> [PROBLEM TO WORK ON]
Every line in the data below that has the word "anyhow" should be returned.

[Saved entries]
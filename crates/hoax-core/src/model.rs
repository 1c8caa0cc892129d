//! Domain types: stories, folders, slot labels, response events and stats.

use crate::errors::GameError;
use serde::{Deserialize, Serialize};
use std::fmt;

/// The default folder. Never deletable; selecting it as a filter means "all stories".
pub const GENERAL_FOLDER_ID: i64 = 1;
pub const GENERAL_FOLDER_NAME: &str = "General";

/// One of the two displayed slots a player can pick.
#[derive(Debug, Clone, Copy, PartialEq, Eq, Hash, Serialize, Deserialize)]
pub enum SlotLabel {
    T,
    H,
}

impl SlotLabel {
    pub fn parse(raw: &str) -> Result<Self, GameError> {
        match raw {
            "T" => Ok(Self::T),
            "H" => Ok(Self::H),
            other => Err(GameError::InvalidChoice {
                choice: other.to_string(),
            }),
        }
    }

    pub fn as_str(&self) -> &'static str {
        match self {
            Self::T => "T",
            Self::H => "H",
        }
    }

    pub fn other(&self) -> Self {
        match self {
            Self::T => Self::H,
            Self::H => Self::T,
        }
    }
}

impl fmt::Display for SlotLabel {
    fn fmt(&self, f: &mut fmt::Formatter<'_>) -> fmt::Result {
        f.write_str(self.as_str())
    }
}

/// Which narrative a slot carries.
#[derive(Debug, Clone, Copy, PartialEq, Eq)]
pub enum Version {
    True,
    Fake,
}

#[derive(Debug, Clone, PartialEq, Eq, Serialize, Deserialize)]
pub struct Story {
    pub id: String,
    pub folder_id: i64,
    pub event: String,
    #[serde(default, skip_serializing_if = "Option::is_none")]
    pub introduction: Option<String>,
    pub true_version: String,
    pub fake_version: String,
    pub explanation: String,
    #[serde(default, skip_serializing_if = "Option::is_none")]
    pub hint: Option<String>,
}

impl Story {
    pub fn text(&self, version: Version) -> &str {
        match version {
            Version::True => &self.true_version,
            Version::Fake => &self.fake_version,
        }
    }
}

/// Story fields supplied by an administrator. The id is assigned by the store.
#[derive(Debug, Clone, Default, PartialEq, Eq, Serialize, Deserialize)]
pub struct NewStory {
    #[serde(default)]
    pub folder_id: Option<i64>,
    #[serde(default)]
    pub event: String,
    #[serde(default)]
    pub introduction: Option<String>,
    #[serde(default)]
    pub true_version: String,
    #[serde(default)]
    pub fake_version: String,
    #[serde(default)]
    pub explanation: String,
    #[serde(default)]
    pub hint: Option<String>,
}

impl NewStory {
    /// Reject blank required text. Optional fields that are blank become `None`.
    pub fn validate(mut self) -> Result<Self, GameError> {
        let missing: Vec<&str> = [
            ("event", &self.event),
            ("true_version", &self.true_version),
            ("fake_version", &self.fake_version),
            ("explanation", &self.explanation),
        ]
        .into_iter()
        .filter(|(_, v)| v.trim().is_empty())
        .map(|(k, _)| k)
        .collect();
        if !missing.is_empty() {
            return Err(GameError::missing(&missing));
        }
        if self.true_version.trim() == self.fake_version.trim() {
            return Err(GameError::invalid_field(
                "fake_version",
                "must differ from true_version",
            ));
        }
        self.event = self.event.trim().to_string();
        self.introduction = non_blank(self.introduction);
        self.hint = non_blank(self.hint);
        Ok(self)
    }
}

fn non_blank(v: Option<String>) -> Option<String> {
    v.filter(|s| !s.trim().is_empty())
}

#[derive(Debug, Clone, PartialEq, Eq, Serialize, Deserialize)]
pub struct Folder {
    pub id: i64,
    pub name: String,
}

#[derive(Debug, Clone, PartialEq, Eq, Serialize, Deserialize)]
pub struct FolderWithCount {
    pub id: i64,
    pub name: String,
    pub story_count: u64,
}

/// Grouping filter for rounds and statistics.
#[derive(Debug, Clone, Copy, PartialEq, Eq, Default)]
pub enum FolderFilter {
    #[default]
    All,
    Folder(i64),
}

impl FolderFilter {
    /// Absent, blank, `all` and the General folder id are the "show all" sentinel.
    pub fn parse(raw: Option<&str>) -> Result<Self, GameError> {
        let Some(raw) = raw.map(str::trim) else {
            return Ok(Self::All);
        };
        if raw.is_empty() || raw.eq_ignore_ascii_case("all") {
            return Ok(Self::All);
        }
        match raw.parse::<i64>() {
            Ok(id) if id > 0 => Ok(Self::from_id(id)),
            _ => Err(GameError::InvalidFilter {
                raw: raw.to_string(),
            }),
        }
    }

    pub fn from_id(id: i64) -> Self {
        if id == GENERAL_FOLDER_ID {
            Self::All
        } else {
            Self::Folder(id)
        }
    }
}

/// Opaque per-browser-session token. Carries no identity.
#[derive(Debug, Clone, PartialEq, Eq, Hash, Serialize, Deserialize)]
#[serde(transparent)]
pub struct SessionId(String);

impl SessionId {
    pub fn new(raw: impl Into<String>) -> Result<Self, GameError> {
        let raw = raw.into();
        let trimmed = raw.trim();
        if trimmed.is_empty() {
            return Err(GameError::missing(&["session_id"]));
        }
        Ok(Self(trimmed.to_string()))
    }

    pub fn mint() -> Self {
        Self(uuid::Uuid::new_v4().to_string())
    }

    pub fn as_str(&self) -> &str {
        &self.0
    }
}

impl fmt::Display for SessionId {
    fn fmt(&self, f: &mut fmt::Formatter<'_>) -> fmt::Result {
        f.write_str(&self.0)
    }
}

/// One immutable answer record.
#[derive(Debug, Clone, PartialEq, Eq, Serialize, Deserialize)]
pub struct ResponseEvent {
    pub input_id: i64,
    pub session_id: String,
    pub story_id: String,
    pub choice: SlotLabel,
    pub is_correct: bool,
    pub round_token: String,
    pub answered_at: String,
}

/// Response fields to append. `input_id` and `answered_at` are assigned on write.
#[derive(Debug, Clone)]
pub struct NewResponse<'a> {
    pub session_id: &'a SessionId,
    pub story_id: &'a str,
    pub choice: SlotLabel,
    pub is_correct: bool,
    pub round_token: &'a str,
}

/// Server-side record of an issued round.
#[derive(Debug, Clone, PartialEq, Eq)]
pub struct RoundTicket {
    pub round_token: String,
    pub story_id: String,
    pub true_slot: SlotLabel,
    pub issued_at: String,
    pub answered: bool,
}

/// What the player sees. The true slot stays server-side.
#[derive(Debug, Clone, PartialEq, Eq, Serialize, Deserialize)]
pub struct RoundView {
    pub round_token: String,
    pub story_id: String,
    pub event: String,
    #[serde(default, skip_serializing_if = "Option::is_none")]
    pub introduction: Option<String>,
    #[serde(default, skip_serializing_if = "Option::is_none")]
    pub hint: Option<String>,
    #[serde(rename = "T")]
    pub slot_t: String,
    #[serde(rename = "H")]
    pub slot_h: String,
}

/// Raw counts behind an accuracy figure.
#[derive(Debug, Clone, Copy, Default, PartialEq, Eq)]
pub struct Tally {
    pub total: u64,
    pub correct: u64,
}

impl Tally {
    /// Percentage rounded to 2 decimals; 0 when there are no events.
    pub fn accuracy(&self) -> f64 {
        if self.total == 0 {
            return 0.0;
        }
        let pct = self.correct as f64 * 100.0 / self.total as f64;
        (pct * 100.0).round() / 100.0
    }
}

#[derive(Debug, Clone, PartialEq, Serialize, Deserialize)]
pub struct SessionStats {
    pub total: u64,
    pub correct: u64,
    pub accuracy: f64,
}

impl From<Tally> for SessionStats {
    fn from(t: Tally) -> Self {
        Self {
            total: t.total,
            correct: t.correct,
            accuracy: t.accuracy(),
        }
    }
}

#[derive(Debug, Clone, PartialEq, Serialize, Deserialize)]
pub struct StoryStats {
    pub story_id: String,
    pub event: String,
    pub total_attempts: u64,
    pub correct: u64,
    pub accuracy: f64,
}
...
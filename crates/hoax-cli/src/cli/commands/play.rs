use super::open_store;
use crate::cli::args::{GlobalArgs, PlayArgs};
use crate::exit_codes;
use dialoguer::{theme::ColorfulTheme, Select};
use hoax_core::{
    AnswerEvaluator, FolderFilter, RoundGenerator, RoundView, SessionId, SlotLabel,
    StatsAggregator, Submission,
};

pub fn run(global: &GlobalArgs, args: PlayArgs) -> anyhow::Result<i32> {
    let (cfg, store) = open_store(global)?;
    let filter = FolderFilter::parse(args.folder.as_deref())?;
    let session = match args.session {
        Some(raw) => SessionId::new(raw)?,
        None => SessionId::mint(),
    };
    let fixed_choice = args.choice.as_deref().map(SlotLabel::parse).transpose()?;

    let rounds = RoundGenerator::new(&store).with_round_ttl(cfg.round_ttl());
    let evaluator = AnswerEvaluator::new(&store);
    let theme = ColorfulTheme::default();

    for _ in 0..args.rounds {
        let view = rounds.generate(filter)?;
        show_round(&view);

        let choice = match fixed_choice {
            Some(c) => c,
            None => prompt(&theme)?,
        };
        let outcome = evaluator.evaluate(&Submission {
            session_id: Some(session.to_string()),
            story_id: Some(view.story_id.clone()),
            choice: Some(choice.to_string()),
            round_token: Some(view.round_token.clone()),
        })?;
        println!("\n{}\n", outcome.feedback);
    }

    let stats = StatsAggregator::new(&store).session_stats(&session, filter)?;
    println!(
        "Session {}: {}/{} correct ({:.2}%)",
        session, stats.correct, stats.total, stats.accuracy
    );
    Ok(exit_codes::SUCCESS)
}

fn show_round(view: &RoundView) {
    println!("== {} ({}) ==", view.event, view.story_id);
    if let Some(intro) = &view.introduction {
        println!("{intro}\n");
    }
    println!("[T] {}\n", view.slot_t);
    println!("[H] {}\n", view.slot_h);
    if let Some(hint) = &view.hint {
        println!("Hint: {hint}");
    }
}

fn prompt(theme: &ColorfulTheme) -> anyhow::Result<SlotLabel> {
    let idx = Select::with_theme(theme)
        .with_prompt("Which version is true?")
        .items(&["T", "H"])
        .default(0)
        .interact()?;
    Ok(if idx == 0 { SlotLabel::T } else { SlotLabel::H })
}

> [REPLY]
pub fn run(global: &GlobalArgs, args: PlayArgs) -> anyhow::Result<i32> {
fn prompt(theme: &ColorfulTheme) -> anyhow::Result<SlotLabel> {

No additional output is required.